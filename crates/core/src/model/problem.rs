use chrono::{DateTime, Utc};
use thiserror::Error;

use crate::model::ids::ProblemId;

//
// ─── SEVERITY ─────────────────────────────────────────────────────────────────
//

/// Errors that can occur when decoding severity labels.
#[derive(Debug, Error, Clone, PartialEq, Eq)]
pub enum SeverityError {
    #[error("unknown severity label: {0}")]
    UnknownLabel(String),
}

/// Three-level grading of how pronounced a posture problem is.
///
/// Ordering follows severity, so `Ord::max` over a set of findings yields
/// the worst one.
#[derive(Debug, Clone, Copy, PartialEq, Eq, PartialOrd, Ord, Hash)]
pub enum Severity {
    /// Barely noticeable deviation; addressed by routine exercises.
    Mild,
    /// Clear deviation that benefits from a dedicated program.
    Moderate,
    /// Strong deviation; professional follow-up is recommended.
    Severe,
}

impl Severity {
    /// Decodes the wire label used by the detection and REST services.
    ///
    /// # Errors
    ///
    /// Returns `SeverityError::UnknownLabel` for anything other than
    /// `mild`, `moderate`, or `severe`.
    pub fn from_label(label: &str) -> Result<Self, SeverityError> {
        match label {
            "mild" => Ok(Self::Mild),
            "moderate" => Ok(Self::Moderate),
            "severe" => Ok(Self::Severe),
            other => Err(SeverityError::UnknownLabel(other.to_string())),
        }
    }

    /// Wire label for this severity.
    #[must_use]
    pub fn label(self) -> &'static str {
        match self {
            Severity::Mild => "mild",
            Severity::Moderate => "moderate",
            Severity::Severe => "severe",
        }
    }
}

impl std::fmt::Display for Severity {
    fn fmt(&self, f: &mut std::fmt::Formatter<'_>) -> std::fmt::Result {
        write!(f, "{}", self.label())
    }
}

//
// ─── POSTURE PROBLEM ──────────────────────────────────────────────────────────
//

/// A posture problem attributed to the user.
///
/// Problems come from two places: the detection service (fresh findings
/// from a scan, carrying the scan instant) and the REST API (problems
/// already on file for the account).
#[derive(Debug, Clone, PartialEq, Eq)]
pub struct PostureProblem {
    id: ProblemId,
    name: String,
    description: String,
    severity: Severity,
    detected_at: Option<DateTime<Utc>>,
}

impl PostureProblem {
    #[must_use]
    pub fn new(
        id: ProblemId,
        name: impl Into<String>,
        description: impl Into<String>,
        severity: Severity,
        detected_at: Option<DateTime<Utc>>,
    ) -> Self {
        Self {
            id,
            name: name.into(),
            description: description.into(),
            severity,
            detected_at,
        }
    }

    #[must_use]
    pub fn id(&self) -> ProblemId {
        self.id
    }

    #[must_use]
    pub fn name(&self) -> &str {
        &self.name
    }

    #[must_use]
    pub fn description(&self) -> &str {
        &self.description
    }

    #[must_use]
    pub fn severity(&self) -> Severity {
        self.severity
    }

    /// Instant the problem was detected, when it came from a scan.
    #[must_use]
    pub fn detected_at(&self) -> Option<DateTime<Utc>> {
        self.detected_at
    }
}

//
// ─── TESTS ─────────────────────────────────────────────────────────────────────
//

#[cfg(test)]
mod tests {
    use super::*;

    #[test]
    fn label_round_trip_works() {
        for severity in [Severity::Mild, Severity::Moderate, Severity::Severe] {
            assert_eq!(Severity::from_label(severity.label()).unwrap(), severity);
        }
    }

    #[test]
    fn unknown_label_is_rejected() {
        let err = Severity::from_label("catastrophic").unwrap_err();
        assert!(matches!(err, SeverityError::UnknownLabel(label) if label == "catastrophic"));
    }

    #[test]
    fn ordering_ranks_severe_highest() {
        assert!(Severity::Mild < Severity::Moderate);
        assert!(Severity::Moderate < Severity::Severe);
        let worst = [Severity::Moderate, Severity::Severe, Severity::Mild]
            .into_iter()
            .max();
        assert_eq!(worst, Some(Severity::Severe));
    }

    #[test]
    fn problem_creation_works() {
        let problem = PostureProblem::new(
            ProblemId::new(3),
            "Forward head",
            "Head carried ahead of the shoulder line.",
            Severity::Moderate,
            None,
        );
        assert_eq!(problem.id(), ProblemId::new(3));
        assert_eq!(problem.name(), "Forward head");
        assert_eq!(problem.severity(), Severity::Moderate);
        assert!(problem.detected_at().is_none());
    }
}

• _Task statement_
Pull out all lines containing the word "other" from the entries above.

• _Your response_
    /// Returns `SeverityError::UnknownLabel` for anything other than
            other => Err(SeverityError::UnknownLabel(other.to_string())),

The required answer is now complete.